MATERIAL FOR THE TASK:
::::

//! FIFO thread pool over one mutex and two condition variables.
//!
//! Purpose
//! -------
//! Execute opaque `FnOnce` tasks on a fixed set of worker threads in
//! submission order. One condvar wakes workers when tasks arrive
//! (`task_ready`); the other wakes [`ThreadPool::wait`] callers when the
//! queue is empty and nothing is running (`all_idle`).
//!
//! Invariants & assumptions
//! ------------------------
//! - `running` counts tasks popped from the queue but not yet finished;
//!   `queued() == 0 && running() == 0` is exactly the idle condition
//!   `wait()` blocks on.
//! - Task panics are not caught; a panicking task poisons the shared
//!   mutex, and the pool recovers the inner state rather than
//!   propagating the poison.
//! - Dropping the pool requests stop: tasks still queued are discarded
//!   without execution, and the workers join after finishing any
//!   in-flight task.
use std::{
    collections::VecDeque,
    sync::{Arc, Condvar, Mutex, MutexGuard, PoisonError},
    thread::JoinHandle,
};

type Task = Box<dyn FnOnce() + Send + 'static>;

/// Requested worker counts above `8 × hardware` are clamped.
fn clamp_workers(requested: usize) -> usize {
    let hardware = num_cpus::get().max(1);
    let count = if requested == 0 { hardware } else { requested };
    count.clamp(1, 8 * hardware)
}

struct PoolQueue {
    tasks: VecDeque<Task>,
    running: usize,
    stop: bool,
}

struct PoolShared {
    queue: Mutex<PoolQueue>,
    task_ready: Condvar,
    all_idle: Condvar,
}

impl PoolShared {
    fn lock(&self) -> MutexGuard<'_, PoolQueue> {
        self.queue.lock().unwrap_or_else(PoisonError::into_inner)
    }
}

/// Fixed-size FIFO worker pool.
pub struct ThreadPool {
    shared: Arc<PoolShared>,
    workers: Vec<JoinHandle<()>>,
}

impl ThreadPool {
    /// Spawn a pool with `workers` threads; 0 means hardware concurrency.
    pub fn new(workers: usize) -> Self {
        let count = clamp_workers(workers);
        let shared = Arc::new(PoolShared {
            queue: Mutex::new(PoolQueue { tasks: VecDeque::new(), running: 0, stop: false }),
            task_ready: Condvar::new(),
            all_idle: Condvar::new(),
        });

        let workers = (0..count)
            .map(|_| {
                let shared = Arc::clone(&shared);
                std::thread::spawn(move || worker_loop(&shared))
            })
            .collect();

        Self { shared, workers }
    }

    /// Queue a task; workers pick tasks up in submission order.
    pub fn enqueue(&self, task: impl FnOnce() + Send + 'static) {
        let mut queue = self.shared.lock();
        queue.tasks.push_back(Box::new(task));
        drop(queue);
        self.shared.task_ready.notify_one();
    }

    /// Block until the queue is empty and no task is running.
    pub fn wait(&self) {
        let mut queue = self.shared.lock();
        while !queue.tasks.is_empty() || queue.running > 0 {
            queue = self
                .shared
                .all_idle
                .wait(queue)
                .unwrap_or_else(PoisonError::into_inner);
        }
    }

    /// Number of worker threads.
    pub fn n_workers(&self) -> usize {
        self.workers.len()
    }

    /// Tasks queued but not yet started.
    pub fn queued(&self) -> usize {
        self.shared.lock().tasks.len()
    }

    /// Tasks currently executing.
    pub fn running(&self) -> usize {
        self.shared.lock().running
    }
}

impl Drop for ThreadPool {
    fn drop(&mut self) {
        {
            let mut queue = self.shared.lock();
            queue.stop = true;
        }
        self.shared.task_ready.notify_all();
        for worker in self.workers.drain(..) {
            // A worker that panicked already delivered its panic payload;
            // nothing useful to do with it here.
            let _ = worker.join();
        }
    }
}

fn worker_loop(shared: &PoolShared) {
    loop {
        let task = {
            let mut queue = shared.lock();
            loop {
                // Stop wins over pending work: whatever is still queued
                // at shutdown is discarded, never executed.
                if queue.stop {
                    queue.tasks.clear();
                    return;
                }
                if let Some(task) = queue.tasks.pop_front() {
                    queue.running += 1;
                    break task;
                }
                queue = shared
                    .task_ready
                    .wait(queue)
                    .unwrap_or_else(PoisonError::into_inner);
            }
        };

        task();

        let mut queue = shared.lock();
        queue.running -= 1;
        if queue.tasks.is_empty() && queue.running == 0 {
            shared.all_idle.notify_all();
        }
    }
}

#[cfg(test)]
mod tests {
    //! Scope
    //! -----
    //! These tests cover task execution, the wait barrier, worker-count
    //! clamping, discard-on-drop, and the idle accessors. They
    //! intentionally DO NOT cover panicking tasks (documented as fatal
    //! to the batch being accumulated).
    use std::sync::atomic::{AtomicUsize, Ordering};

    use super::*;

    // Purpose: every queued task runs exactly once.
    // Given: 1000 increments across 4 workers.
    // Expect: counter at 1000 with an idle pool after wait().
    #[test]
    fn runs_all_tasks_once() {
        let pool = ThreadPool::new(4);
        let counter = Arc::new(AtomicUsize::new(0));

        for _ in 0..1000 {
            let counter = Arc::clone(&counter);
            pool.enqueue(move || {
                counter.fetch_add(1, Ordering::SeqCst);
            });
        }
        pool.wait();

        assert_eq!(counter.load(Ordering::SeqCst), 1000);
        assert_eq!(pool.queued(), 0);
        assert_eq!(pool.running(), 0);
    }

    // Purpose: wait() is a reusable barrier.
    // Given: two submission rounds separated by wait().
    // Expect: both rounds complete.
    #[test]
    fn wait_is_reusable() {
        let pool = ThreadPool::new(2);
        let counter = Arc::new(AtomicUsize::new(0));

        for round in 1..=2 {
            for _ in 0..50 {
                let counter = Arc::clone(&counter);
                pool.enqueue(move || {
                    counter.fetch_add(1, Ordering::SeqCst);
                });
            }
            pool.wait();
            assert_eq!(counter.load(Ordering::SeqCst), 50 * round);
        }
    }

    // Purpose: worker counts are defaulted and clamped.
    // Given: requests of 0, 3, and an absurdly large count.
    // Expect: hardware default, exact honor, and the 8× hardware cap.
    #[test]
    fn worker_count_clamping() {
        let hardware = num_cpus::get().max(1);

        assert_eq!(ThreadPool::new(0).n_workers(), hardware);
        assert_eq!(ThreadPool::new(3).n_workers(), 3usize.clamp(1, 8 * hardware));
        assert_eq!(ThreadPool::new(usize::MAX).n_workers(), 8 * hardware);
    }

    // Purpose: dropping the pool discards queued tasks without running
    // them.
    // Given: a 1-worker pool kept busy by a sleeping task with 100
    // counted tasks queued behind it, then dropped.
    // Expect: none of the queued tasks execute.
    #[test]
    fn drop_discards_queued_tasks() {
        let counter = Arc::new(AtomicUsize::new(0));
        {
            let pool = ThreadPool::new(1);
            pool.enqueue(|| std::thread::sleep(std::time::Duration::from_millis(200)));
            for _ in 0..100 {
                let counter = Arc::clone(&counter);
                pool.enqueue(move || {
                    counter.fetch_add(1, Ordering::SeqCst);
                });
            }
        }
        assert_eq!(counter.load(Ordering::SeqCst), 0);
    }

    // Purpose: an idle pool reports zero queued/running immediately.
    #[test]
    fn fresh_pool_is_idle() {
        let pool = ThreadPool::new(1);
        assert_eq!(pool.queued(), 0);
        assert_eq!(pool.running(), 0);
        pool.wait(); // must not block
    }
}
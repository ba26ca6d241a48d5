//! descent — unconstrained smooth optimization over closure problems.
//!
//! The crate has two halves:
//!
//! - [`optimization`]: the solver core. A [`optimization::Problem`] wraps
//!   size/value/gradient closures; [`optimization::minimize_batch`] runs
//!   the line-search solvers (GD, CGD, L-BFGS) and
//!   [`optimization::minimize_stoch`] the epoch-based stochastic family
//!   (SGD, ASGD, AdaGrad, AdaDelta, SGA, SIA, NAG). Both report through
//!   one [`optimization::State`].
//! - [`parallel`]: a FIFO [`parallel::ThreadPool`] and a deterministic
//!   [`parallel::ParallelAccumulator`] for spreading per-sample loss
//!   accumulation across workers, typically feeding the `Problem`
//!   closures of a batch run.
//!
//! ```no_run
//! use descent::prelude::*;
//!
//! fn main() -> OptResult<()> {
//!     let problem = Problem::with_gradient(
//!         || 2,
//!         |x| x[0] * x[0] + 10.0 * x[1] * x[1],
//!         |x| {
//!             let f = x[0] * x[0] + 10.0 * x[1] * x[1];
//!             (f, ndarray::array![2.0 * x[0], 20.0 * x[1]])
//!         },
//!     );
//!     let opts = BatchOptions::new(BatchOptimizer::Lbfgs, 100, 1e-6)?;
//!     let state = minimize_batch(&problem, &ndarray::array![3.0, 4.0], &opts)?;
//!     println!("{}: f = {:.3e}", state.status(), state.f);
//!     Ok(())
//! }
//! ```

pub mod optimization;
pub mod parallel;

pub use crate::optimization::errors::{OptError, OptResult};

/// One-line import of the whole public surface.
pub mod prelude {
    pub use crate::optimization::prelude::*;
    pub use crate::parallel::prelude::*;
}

::::

WORK ORDER:
Send back exactly the lines of the listing above starting at the one with "fn drop(&mut self)" and ending at the one with "let _ = worker.join();", inclusive, and no others.

EXERCISE RESULT:
    fn drop(&mut self) {
        {
            let mut queue = self.shared.lock();
            queue.stop = true;
        }
        self.shared.task_ready.notify_all();
        for worker in self.workers.drain(..) {
            // A worker that panicked already delivered its panic payload;
            // nothing useful to do with it here.
            let _ = worker.join();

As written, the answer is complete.